*** Data listing ***

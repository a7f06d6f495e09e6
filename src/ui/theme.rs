//! Theme configuration for the TUI.
//!
//! Supports light and dark themes with automatic terminal detection.

use ratatui::style::{Color, Modifier, Style};
use ratatui::widgets::block::BorderType;

use crate::api::CheckStatus;
use crate::data::Severity;

/// Color and style theme for the TUI.
///
/// Use [`Theme::auto_detect()`] for automatic theme selection based on
/// terminal background, or [`Theme::dark()`]/[`Theme::light()`] explicitly.
#[derive(Debug, Clone)]
pub struct Theme {
    /// Accent color for highlights and active elements.
    pub highlight: Color,
    /// Color for the warning uptime band.
    pub warning: Color,
    /// Color for the critical uptime band and DOWN checks.
    pub critical: Color,
    /// Color for the normal uptime band and UP checks.
    pub healthy: Color,
    /// Color for borders and separators.
    pub border: Color,
    /// Style for section headings.
    pub header: Style,
    /// Style for the selected card's border.
    pub selected: Style,
    /// Style for secondary text such as URLs and timestamps.
    pub muted: Style,
    /// Border style (rounded, plain, etc.).
    pub border_type: BorderType,
}

impl Theme {
    /// Create a dark theme suitable for dark terminal backgrounds.
    pub fn dark() -> Self {
        Self {
            highlight: Color::Cyan,
            warning: Color::Yellow,
            critical: Color::Red,
            healthy: Color::Green,
            border: Color::Gray,
            header: Style::default().fg(Color::Cyan).add_modifier(Modifier::BOLD),
            selected: Style::default().fg(Color::Cyan).add_modifier(Modifier::BOLD),
            muted: Style::default().fg(Color::DarkGray),
            border_type: BorderType::Rounded,
        }
    }

    /// Create a light theme suitable for light terminal backgrounds.
    pub fn light() -> Self {
        Self {
            highlight: Color::Blue,
            warning: Color::Yellow,
            critical: Color::Red,
            healthy: Color::Green,
            border: Color::DarkGray,
            header: Style::default().fg(Color::Blue).add_modifier(Modifier::BOLD),
            selected: Style::default().fg(Color::Blue).add_modifier(Modifier::BOLD),
            muted: Style::default().fg(Color::Gray),
            border_type: BorderType::Rounded,
        }
    }

    /// Auto-detect based on terminal background
    pub fn auto_detect() -> Self {
        match terminal_light::luma() {
            Ok(luma) if luma > 0.5 => Self::light(),
            _ => Self::dark(),
        }
    }

    /// Get style for an uptime band
    pub fn severity_style(&self, severity: Severity) -> Style {
        match severity {
            Severity::Normal => Style::default().fg(self.healthy),
            Severity::Warn => Style::default().fg(self.warning),
            Severity::Critical => Style::default().fg(self.critical).add_modifier(Modifier::BOLD),
        }
    }

    /// Get style for a single check result
    pub fn check_style(&self, status: CheckStatus) -> Style {
        match status {
            CheckStatus::Up => Style::default().fg(self.healthy),
            CheckStatus::Down => Style::default().fg(self.critical),
        }
    }
}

***

» About this exercise
What is needed is an exact reproduction of the data.

» Answer to this task
repository a7f06d6f495e09e6
filename src/ui/theme.rs
//! Theme configuration for the TUI.
//!
//! Supports light and dark themes with automatic terminal detection.

use ratatui::style::{Color, Modifier, Style};
use ratatui::widgets::block::BorderType;

use crate::api::CheckStatus;
use crate::data::Severity;

/// Color and style theme for the TUI.
///
/// Use [`Theme::auto_detect()`] for automatic theme selection based on
/// terminal background, or [`Theme::dark()`]/[`Theme::light()`] explicitly.
#[derive(Debug, Clone)]
pub struct Theme {
    /// Accent color for highlights and active elements.
    pub highlight: Color,
    /// Color for the warning uptime band.
    pub warning: Color,
    /// Color for the critical uptime band and DOWN checks.
    pub critical: Color,
    /// Color for the normal uptime band and UP checks.
    pub healthy: Color,
    /// Color for borders and separators.
    pub border: Color,
    /// Style for section headings.
    pub header: Style,
    /// Style for the selected card's border.
    pub selected: Style,
    /// Style for secondary text such as URLs and timestamps.
    pub muted: Style,
    /// Border style (rounded, plain, etc.).
    pub border_type: BorderType,
}

impl Theme {
    /// Create a dark theme suitable for dark terminal backgrounds.
    pub fn dark() -> Self {
        Self {
            highlight: Color::Cyan,
            warning: Color::Yellow,
            critical: Color::Red,
            healthy: Color::Green,
            border: Color::Gray,
            header: Style::default().fg(Color::Cyan).add_modifier(Modifier::BOLD),
            selected: Style::default().fg(Color::Cyan).add_modifier(Modifier::BOLD),
            muted: Style::default().fg(Color::DarkGray),
            border_type: BorderType::Rounded,
        }
    }

    /// Create a light theme suitable for light terminal backgrounds.
    pub fn light() -> Self {
        Self {
            highlight: Color::Blue,
            warning: Color::Yellow,
            critical: Color::Red,
            healthy: Color::Green,
            border: Color::DarkGray,
            header: Style::default().fg(Color::Blue).add_modifier(Modifier::BOLD),
            selected: Style::default().fg(Color::Blue).add_modifier(Modifier::BOLD),
            muted: Style::default().fg(Color::Gray),
            border_type: BorderType::Rounded,
        }
    }

    /// Auto-detect based on terminal background
    pub fn auto_detect() -> Self {
        match terminal_light::luma() {
            Ok(luma) if luma > 0.5 => Self::light(),
            _ => Self::dark(),
        }
    }

    /// Get style for an uptime band
    pub fn severity_style(&self, severity: Severity) -> Style {
        match severity {
            Severity::Normal => Style::default().fg(self.healthy),
            Severity::Warn => Style::default().fg(self.warning),
            Severity::Critical => Style::default().fg(self.critical).add_modifier(Modifier::BOLD),
        }
    }

    /// Get style for a single check result
    pub fn check_style(&self, status: CheckStatus) -> Style {
        match status {
            CheckStatus::Up => Style::default().fg(self.healthy),
            CheckStatus::Down => Style::default().fg(self.critical),
        }
    }
}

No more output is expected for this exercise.